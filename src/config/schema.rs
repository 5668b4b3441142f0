//! Configuration schema definitions.
//!
//! This module defines the complete configuration structure for the gateway.
//! All types derive Serde traits for deserialization from config files.

use std::collections::BTreeMap;
use std::time::Duration;

use serde::{Deserialize, Serialize};

use crate::partition::{ServiceUri, TargetReplicaSelector};
use crate::resilience::RetrySettings;

/// Root configuration for the gateway.
#[derive(Debug, Clone, Deserialize, Serialize, Default)]
#[serde(default)]
pub struct GatewayConfig {
    /// Listener configuration (bind address).
    pub listener: ListenerConfig,

    /// Timeout configuration.
    pub timeouts: TimeoutConfig,

    /// Request size limits.
    pub limits: LimitsConfig,

    /// Headers the gateway adds when forwarding.
    pub forwarding: ForwardingConfig,

    /// Observability settings.
    pub observability: ObservabilityConfig,

    /// Gateway mounts, each forwarding to one backend service.
    pub routes: Vec<RouteConfig>,

    /// Static service topology used by the built-in resolver.
    pub services: Vec<ServiceConfig>,
}

/// Listener configuration.
#[derive(Debug, Clone, Deserialize, Serialize)]
#[serde(default)]
pub struct ListenerConfig {
    /// Bind address (e.g., "0.0.0.0:8080").
    pub bind_address: String,
}

impl Default for ListenerConfig {
    fn default() -> Self {
        Self {
            bind_address: "0.0.0.0:8080".to_string(),
        }
    }
}

/// Timeout configuration for various operations.
#[derive(Debug, Clone, Deserialize, Serialize)]
#[serde(default)]
pub struct TimeoutConfig {
    /// Connection establishment timeout in seconds.
    pub connect_secs: u64,

    /// Time allowed for one upstream attempt to return response headers.
    pub attempt_secs: u64,

    /// Total time allowed for an inbound request, retries included.
    pub request_secs: u64,

    /// Idle pooled connection timeout in seconds.
    pub idle_secs: u64,
}

impl TimeoutConfig {
    pub fn connect(&self) -> Duration {
        Duration::from_secs(self.connect_secs)
    }

    pub fn attempt(&self) -> Duration {
        Duration::from_secs(self.attempt_secs)
    }

    pub fn request(&self) -> Duration {
        Duration::from_secs(self.request_secs)
    }

    pub fn idle(&self) -> Duration {
        Duration::from_secs(self.idle_secs)
    }
}

impl Default for TimeoutConfig {
    fn default() -> Self {
        Self {
            connect_secs: 5,
            attempt_secs: 30,
            request_secs: 120,
            idle_secs: 60,
        }
    }
}

/// Request size limits.
#[derive(Debug, Clone, Deserialize, Serialize)]
#[serde(default)]
pub struct LimitsConfig {
    /// Maximum inbound body size in bytes.
    pub max_body_size: usize,
}

impl Default for LimitsConfig {
    fn default() -> Self {
        Self {
            max_body_size: 2 * 1024 * 1024, // 2MB
        }
    }
}

/// Forwarding header configuration.
#[derive(Debug, Clone, Deserialize, Serialize)]
#[serde(default)]
pub struct ForwardingConfig {
    /// Header carrying the path base the gateway was reached under.
    pub path_base_header: String,
}

impl Default for ForwardingConfig {
    fn default() -> Self {
        Self {
            path_base_header: "x-forwarded-prefix".to_string(),
        }
    }
}

/// Log output format.
#[derive(Debug, Clone, Copy, Default, PartialEq, Eq, Deserialize, Serialize)]
#[serde(rename_all = "snake_case")]
pub enum LogFormat {
    #[default]
    Pretty,
    Json,
}

/// Observability configuration.
#[derive(Debug, Clone, Deserialize, Serialize)]
#[serde(default)]
pub struct ObservabilityConfig {
    /// Log level (trace, debug, info, warn, error).
    pub log_level: String,

    /// Pretty output for development, JSON for log shipping.
    pub log_format: LogFormat,

    /// Enable metrics endpoint.
    pub metrics_enabled: bool,

    /// Metrics endpoint bind address.
    pub metrics_address: String,
}

impl Default for ObservabilityConfig {
    fn default() -> Self {
        Self {
            log_level: "info".to_string(),
            log_format: LogFormat::Pretty,
            metrics_enabled: true,
            metrics_address: "0.0.0.0:9090".to_string(),
        }
    }
}

/// Retry classification policy for a route.
#[derive(Debug, Clone, Copy, Default, PartialEq, Eq, Deserialize, Serialize)]
#[serde(rename_all = "snake_case")]
pub enum ClassifierKind {
    /// Every failure is terminal (only 503 responses are retried).
    #[default]
    AlwaysNonTransient,
    /// Timeouts and connection failures are retried as well.
    TransportAware,
}

/// How a route derives the partition key from a request.
#[derive(Debug, Clone, Default, PartialEq, Eq, Deserialize, Serialize)]
#[serde(tag = "kind", rename_all = "snake_case")]
pub enum PartitionKeyConfig {
    #[default]
    Singleton,
    /// FNV-1a hash of the first path segment below the mount.
    FirstSegmentHash,
    /// Named partition equal to the first path segment below the mount.
    FirstSegmentName,
    /// FNV-1a hash of a header value.
    HeaderHash { header: String },
}

/// Retry configuration for one route.
#[derive(Debug, Clone, Deserialize, Serialize)]
#[serde(default)]
pub struct RetryConfig {
    /// Retry budget for transient failures.
    pub max_retry_count: u32,

    /// Base back-off delay in milliseconds.
    pub retry_delay_ms: u64,

    /// Back-off cap in milliseconds.
    pub max_retry_delay_ms: u64,

    /// Retry budget reported for non-transient failures.
    pub default_max_retry_count_for_non_transient: u32,
}

impl RetryConfig {
    pub fn to_settings(&self) -> RetrySettings {
        RetrySettings {
            max_retry_count: self.max_retry_count,
            retry_delay: Duration::from_millis(self.retry_delay_ms),
            max_retry_delay: Duration::from_millis(self.max_retry_delay_ms),
            default_max_retry_count_for_non_transient: self
                .default_max_retry_count_for_non_transient,
        }
    }
}

impl Default for RetryConfig {
    fn default() -> Self {
        Self {
            max_retry_count: 30,
            retry_delay_ms: 2000,
            max_retry_delay_ms: 2000,
            default_max_retry_count_for_non_transient: 30,
        }
    }
}

/// A gateway mount forwarding to one backend service.
#[derive(Debug, Clone, Deserialize, Serialize)]
pub struct RouteConfig {
    /// Route identifier for logging/metrics.
    pub name: String,

    /// Path prefix the gateway is mounted under; becomes the path base.
    #[serde(default = "default_mount_path")]
    pub mount_path: String,

    /// Backend service to forward to.
    pub service_uri: ServiceUri,

    /// Path inserted between the endpoint prefix and the request path.
    #[serde(default)]
    pub relative_path: String,

    /// Endpoint listener to use when a replica exposes several.
    #[serde(default)]
    pub listener_name: Option<String>,

    #[serde(default)]
    pub target_replica_selector: TargetReplicaSelector,

    #[serde(default)]
    pub classifier: ClassifierKind,

    #[serde(default)]
    pub partition_key: PartitionKeyConfig,

    #[serde(default)]
    pub retries: RetryConfig,
}

fn default_mount_path() -> String {
    "/".to_string()
}

/// Replica role within a partition.
#[derive(Debug, Clone, Copy, Default, PartialEq, Eq, Deserialize, Serialize)]
#[serde(rename_all = "snake_case")]
pub enum ReplicaRole {
    Primary,
    Secondary,
    /// Instance of a stateless service.
    #[default]
    Instance,
}

/// One replica and the addresses of its listeners.
#[derive(Debug, Clone, Deserialize, Serialize)]
pub struct ReplicaConfig {
    #[serde(default)]
    pub role: ReplicaRole,

    /// Listener name → absolute URL. The empty name is the default listener.
    pub endpoints: BTreeMap<String, String>,
}

/// Partition scheme entry.
#[derive(Debug, Clone, PartialEq, Eq, Deserialize, Serialize)]
#[serde(tag = "kind", rename_all = "snake_case")]
pub enum PartitionKindConfig {
    Singleton,
    /// Inclusive int64 key range.
    Int64Range { low: i64, high: i64 },
    Named { name: String },
}

/// One partition of a statically configured service.
#[derive(Debug, Clone, Deserialize, Serialize)]
pub struct PartitionConfig {
    #[serde(flatten)]
    pub kind: PartitionKindConfig,

    pub replicas: Vec<ReplicaConfig>,
}

/// A statically configured backend service.
#[derive(Debug, Clone, Deserialize, Serialize)]
pub struct ServiceConfig {
    pub service_uri: ServiceUri,

    pub partitions: Vec<PartitionConfig>,
}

************

**Task to complete:** Search the records for the string "budget", and copy every line that holds it.

**Your response:**
    /// Retry budget for transient failures.
    /// Retry budget reported for non-transient failures.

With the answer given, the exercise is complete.